A new gold standard has been set for openness and reproducibility in research - and it was done by Cambridge computer scientists. At a talk today at the 12th USENIX Symposium on Networked Systems Design and Implementation in Oakland, they are going to unveil peer-reviewed results with 200 GB of data and 20,000 lines of code.
All of the experimental figures and tables in the award-winning final version of their paper, which describes a new method of making data centers more efficient, are clickable and the links go to a website where the researchers have produced technically detailed descriptions of the methods for every one of their experiments. These descriptions include the original data sets and tools that were used to produce the figures as well as free and open source access to all of the source code that they wrote and modified.
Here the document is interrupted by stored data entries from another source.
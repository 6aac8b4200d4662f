// Prevents additional console window on Windows in release, DO NOT REMOVE!!
#![cfg_attr(not(debug_assertions), windows_subsystem = "windows")]

fn main() {
    quicklinks_desktop_lib::run()
}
Computer science has embraced open access more than many disciplines but as academics find themselves in a 'publish or perish' culture, the reliability of research results has come into question. Beyond computer science, a number of high-profile incidents of errors, fraud or misconduct have called quality standards in research into question. This has thrown the issue of reproducibility - that a result can be reliably repeated given the same conditions - into the spotlight.
"If a result cannot be reliably repeated, then how can we trust it?" asked Matthew Grosvenor, a PhD student from the University's Computer Laboratory and the paper's lead author. "If you try to reproduce other people's work from the paper alone, you often end up with different numbers. Unless you have access to everything, it's useless to call a piece of research open source. It's either open source or it's not - you can't open source just a little bit."
In the past this exhaustive level of openness might have been costly, but thanks to cheap cloud storage, the researchers have made nearly 200 GB of data and 20,000 lines of code freely available under an open-source license.
"It now should be possible for anyone with a collection of computers to follow our instructions and produce our exact graphs," said Grosvenor. "We think that this is the way forward for all scientific publications and so we've put our money where our mouth is and done it."